What is the reason for this strange Java behavior?

I want to test the '= =' operator on long. This is what I found: the following code:

public static void main(final String[] args) {
    final Long n = 0L;
    final Long m = 0L;
    System.out.println(n + " == " + m + " : " + (n == m));

    final Long a = 127L;
    final Long b = 127L;
    System.out.println(a + " == " + b + " : " + (a == b));

    final Long A = 128L;
    final Long B = 128L;
    System.out.println(A + " == " + B + " : " + (A == B));

    final Long x = -128L;
    final Long y = -128L;
    System.out.println(x + " == " + y + " : " + (x == y));

    final Long X = -129L;
    final Long Y = -129L;
    System.out.println(X + " == " + Y + " : " + (X == Y));
}

Output:

0 == 0 : true
127 == 127 : true
128 == 128 : false
-128 == -128 : true
-129 == -129 : false

The only explanation I can think of is that the JVM stores all long values in [- 128127] in the Perl space and provides their addresses to long and all values outside the above range.

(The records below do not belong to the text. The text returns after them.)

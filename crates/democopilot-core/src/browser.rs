//! Browser-automation collaborator port.

use std::time::Duration;

use async_trait::async_trait;
use thiserror::Error;

use crate::action::ScrollTarget;

/// Errors reported by a browser-automation collaborator.
#[derive(Debug, Clone, PartialEq, Eq, Error)]
pub enum BrowserError {
    /// The selector matched nothing on the page.
    #[error("element not found: {0}")]
    ElementNotFound(String),

    /// The operation ran but did not succeed.
    #[error("action failed: {0}")]
    ActionFailed(String),

    /// The operation did not finish within its bound.
    #[error("timed out after {0:?}")]
    Timeout(Duration),

    /// The automation session itself is gone (browser crashed, page closed).
    #[error("browser session lost: {0}")]
    SessionLost(String),
}

impl BrowserError {
    /// Returns `true` if the browser can no longer be used at all.
    #[must_use]
    pub fn is_fatal(&self) -> bool {
        matches!(self, Self::SessionLost(_))
    }
}

/// Drives a browser on behalf of one demo session.
///
/// Selectors, URLs and paths are opaque strings owned by the script author.
#[async_trait]
pub trait BrowserAutomation: Send + Sync {
    /// Brings the browser up. Any error here is fatal for the session.
    async fn launch(&self) -> Result<(), BrowserError>;

    /// Clicks the element matching `selector`.
    async fn click(&self, selector: &str) -> Result<(), BrowserError>;

    /// Fills `text` into the element matching `selector`.
    async fn type_text(&self, selector: &str, text: &str) -> Result<(), BrowserError>;

    /// Loads `url` and waits for it to settle.
    async fn navigate(&self, url: &str) -> Result<(), BrowserError>;

    /// Attaches the file at `path` to the file input matching `selector`.
    async fn upload(&self, selector: &str, path: &str) -> Result<(), BrowserError>;

    /// Scrolls an element into view or the page by `pixels`.
    async fn scroll(&self, target: &ScrollTarget, pixels: u32) -> Result<(), BrowserError>;

    /// Outlines the element matching `selector` for `duration_ms`.
    async fn highlight(&self, selector: &str, duration_ms: u64) -> Result<(), BrowserError>;

    /// Releases the browser. Must be safe to call more than once.
    async fn shutdown(&self);
}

It creates a new allocation for each static value, which is encountered in the code

Am I right? Under what circumstances must we pay attention to similar behavior?

PS. I know I should use nullcheck and then use Equals () to compare objects, but I'm curious if anyone knows the answer

edit

After jtahlborn answered who gave me keyword automatic boxing, I found this wonderful article about well documented answer

Solution

This is the result of automatic packing See long valueOf().